◆ Work to complete:
Set down each line from the start of the material exactly, please, up to and including the one that contains "use std::sync::Arc;".

============================================================

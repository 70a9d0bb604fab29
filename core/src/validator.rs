//! The scheme-generic validator.
//!
//! A request is checked in three stages: the auditing pipeline over the
//! request as a whole, then the issue pipeline for every issue action, then
//! the transfer pipeline for every transfer action. Each pipeline is an
//! ordered list of named checks run until the first failure. After an
//! action's pipeline every metadata entry of the action must have been
//! counted exactly once by its checks.
//!
//! Validation never writes to the ledger.

use std::collections::BTreeMap;
use std::sync::Arc;

use tessera_identity::Deserializer;
use tessera_ledger::{IssueAction, Metadata, StateReader, TransferAction};
use tessera_types::Timestamp;

use crate::context::ValidationContext;
use crate::error::ValidationError;
use crate::pp::PublicParameters;
use crate::request::TokenRequest;
use crate::signature::{RequestSignatureBackend, SignatureProvider};

/// Concrete types of a token scheme.
pub trait Scheme: Sized + 'static {
    type PublicParams: PublicParameters + 'static;
    /// An input token as recorded by the signature check.
    type Input;
    type IssueAction: IssueAction + 'static;
    type TransferAction: TransferAction + 'static;
}

/// Parses the raw action entries of a request.
pub trait ActionDeserializer<S: Scheme>: Send + Sync {
    fn deserialize_actions(
        &self,
        request: &TokenRequest,
    ) -> Result<(Vec<S::IssueAction>, Vec<S::TransferAction>), ValidationError>;
}

pub type CheckFn<S, A> = fn(&mut ValidationContext<'_, S, A>) -> Result<(), ValidationError>;

/// A named pipeline step.
pub struct Check<S: Scheme, A> {
    pub name: &'static str,
    pub run: CheckFn<S, A>,
}

impl<S: Scheme, A> Check<S, A> {
    pub const fn new(name: &'static str, run: CheckFn<S, A>) -> Self {
        Self { name, run }
    }
}

impl<S: Scheme, A> Clone for Check<S, A> {
    fn clone(&self) -> Self {
        Self {
            name: self.name,
            run: self.run,
        }
    }
}

pub struct Validator<S: Scheme> {
    pp: Arc<S::PublicParams>,
    deserializer: Arc<dyn Deserializer>,
    action_deserializer: Box<dyn ActionDeserializer<S>>,
    auditing_checks: Vec<Check<S, TokenRequest>>,
    issue_checks: Vec<Check<S, S::IssueAction>>,
    transfer_checks: Vec<Check<S, S::TransferAction>>,
}

impl<S: Scheme> Validator<S> {
    pub fn new(
        pp: Arc<S::PublicParams>,
        deserializer: Arc<dyn Deserializer>,
        action_deserializer: Box<dyn ActionDeserializer<S>>,
        auditing_checks: Vec<Check<S, TokenRequest>>,
        issue_checks: Vec<Check<S, S::IssueAction>>,
        transfer_checks: Vec<Check<S, S::TransferAction>>,
    ) -> Self {
        Self {
            pp,
            deserializer,
            action_deserializer,
            auditing_checks,
            issue_checks,
            transfer_checks,
        }
    }

    pub fn public_params(&self) -> &Arc<S::PublicParams> {
        &self.pp
    }

    /// Decode a raw request, bind its signatures to `anchor`, and validate it
    /// against the state of `namespace`.
    ///
    /// Signatures are consumed auditor signatures first, then the rest; every
    /// signature must be consumed.
    pub fn verify_token_request_from_raw(
        &self,
        ledger: &dyn StateReader,
        namespace: &str,
        anchor: &str,
        raw: &[u8],
        now: Timestamp,
    ) -> Result<(Vec<S::IssueAction>, Vec<S::TransferAction>), ValidationError> {
        let request = TokenRequest::from_bytes(raw)?;
        let message = request.message_to_sign(anchor)?;
        let signatures = request
            .auditor_signatures
            .iter()
            .chain(&request.signatures)
            .cloned()
            .collect();
        let mut backend = RequestSignatureBackend::new(message, signatures);

        let actions =
            self.verify_token_request(ledger, namespace, &mut backend, anchor, &request, now)?;
        if backend.remaining() > 0 {
            return Err(ValidationError::UnusedSignatures(backend.remaining()));
        }
        Ok(actions)
    }

    pub fn verify_token_request(
        &self,
        ledger: &dyn StateReader,
        namespace: &str,
        signature_provider: &mut dyn SignatureProvider,
        anchor: &str,
        request: &TokenRequest,
        now: Timestamp,
    ) -> Result<(Vec<S::IssueAction>, Vec<S::TransferAction>), ValidationError> {
        tracing::debug!(
            namespace,
            anchor,
            issues = request.issues.len(),
            transfers = request.transfers.len(),
            "verifying token request"
        );
        self.verify_auditing(ledger, namespace, signature_provider, anchor, request, now)?;

        let (issues, transfers) = self.action_deserializer.deserialize_actions(request)?;
        for issue in &issues {
            self.verify_issue(ledger, namespace, signature_provider, anchor, issue, now)?;
        }
        for transfer in &transfers {
            self.verify_transfer(ledger, namespace, signature_provider, anchor, transfer, now)?;
        }
        Ok((issues, transfers))
    }

    /// Decode a request's actions without validating them.
    pub fn unmarshal_actions(
        &self,
        raw: &[u8],
    ) -> Result<(Vec<S::IssueAction>, Vec<S::TransferAction>), ValidationError> {
        let request = TokenRequest::from_bytes(raw)?;
        self.action_deserializer.deserialize_actions(&request)
    }

    pub fn verify_auditing(
        &self,
        ledger: &dyn StateReader,
        namespace: &str,
        signature_provider: &mut dyn SignatureProvider,
        anchor: &str,
        request: &TokenRequest,
        now: Timestamp,
    ) -> Result<(), ValidationError> {
        let mut ctx = self.context(ledger, namespace, signature_provider, anchor, request, now);
        run_checks(&self.auditing_checks, &mut ctx)
    }

    pub fn verify_issue(
        &self,
        ledger: &dyn StateReader,
        namespace: &str,
        signature_provider: &mut dyn SignatureProvider,
        anchor: &str,
        action: &S::IssueAction,
        now: Timestamp,
    ) -> Result<(), ValidationError> {
        let mut ctx = self.context(ledger, namespace, signature_provider, anchor, action, now);
        run_checks(&self.issue_checks, &mut ctx)?;
        counted_metadata(action.metadata(), &ctx)
    }

    pub fn verify_transfer(
        &self,
        ledger: &dyn StateReader,
        namespace: &str,
        signature_provider: &mut dyn SignatureProvider,
        anchor: &str,
        action: &S::TransferAction,
        now: Timestamp,
    ) -> Result<(), ValidationError> {
        let mut ctx = self.context(ledger, namespace, signature_provider, anchor, action, now);
        run_checks(&self.transfer_checks, &mut ctx)?;
        counted_metadata(action.metadata(), &ctx)
    }

    fn context<'a, A>(
        &'a self,
        ledger: &'a dyn StateReader,
        namespace: &'a str,
        signature_provider: &'a mut dyn SignatureProvider,
        anchor: &'a str,
        action: &'a A,
        now: Timestamp,
    ) -> ValidationContext<'a, S, A> {
        ValidationContext {
            pp: self.pp.as_ref(),
            deserializer: self.deserializer.as_ref(),
            signature_provider,
            ledger,
            namespace,
            anchor,
            action,
            now,
            input_tokens: Vec::new(),
            signatures: Vec::new(),
            metadata_counter: BTreeMap::new(),
        }
    }
}

fn run_checks<S: Scheme, A>(
    checks: &[Check<S, A>],
    ctx: &mut ValidationContext<'_, S, A>,
) -> Result<(), ValidationError> {
    for check in checks {
        tracing::trace!(rule = check.name, anchor = ctx.anchor, "running check");
        (check.run)(ctx).map_err(|e| {
            tracing::debug!(rule = check.name, anchor = ctx.anchor, error = %e, "check failed");
            ValidationError::Rule {
                rule: check.name,
                source: Box::new(e),
            }
        })?;
    }
    Ok(())
}

const METADATA_COUNTER_RULE: &str = "metadata-counter";

fn counted_metadata<S: Scheme, A>(
    metadata: &Metadata,
    ctx: &ValidationContext<'_, S, A>,
) -> Result<(), ValidationError> {
    check_metadata_counter(metadata, &ctx.metadata_counter).map_err(|e| {
        tracing::debug!(
            rule = METADATA_COUNTER_RULE,
            anchor = ctx.anchor,
            error = %e,
            "check failed"
        );
        ValidationError::Rule {
            rule: METADATA_COUNTER_RULE,
            source: Box::new(e),
        }
    })
}

/// Every metadata entry must be counted exactly once.
pub fn check_metadata_counter(
    metadata: &Metadata,
    counter: &BTreeMap<String, usize>,
) -> Result<(), ValidationError> {
    for (key, count) in counter {
        if *count > 1 {
            return Err(ValidationError::MetadataReplay(key.clone()));
        }
    }
    let validated = counter
        .iter()
        .filter(|(key, count)| **count == 1 && metadata.contains_key(*key))
        .count();
    if validated != metadata.len() || counter.len() != metadata.len() {
        return Err(ValidationError::UnvalidatedMetadata {
            validated,
            total: metadata.len(),
        });
    }
    Ok(())
}

#[cfg(test)]
mod tests {
    use super::*;

    fn metadata(keys: &[&str]) -> Metadata {
        keys.iter().map(|k| (k.to_string(), vec![1])).collect()
    }

    #[test]
    fn every_key_counted_once_passes() {
        let m = metadata(&["a", "b"]);
        let c = BTreeMap::from([("a".to_string(), 1), ("b".to_string(), 1)]);
        assert!(check_metadata_counter(&m, &c).is_ok());
        assert!(check_metadata_counter(&Metadata::new(), &BTreeMap::new()).is_ok());
    }

    #[test]
    fn double_count_is_replay() {
        let m = metadata(&["a"]);
        let c = BTreeMap::from([("a".to_string(), 2)]);
        assert!(matches!(
            check_metadata_counter(&m, &c),
            Err(ValidationError::MetadataReplay(k)) if k == "a"
        ));
    }

    #[test]
    fn uncounted_key_is_rejected() {
        let m = metadata(&["a", "b"]);
        let c = BTreeMap::from([("a".to_string(), 1)]);
        assert!(matches!(
            check_metadata_counter(&m, &c),
            Err(ValidationError::UnvalidatedMetadata {
                validated: 1,
                total: 2
            })
        ));
    }

    #[test]
    fn counted_key_missing_from_metadata_is_rejected() {
        let m = metadata(&["a"]);
        let c = BTreeMap::from([("b".to_string(), 1)]);
        assert!(check_metadata_counter(&m, &c).is_err());
    }
}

============================================================

◆ Response for this exercise:
repository 70a9d0bb604fab29
filename core/src/validator.rs
//! The scheme-generic validator.
//!
//! A request is checked in three stages: the auditing pipeline over the
//! request as a whole, then the issue pipeline for every issue action, then
//! the transfer pipeline for every transfer action. Each pipeline is an
//! ordered list of named checks run until the first failure. After an
//! action's pipeline every metadata entry of the action must have been
//! counted exactly once by its checks.
//!
//! Validation never writes to the ledger.

use std::collections::BTreeMap;
use std::sync::Arc;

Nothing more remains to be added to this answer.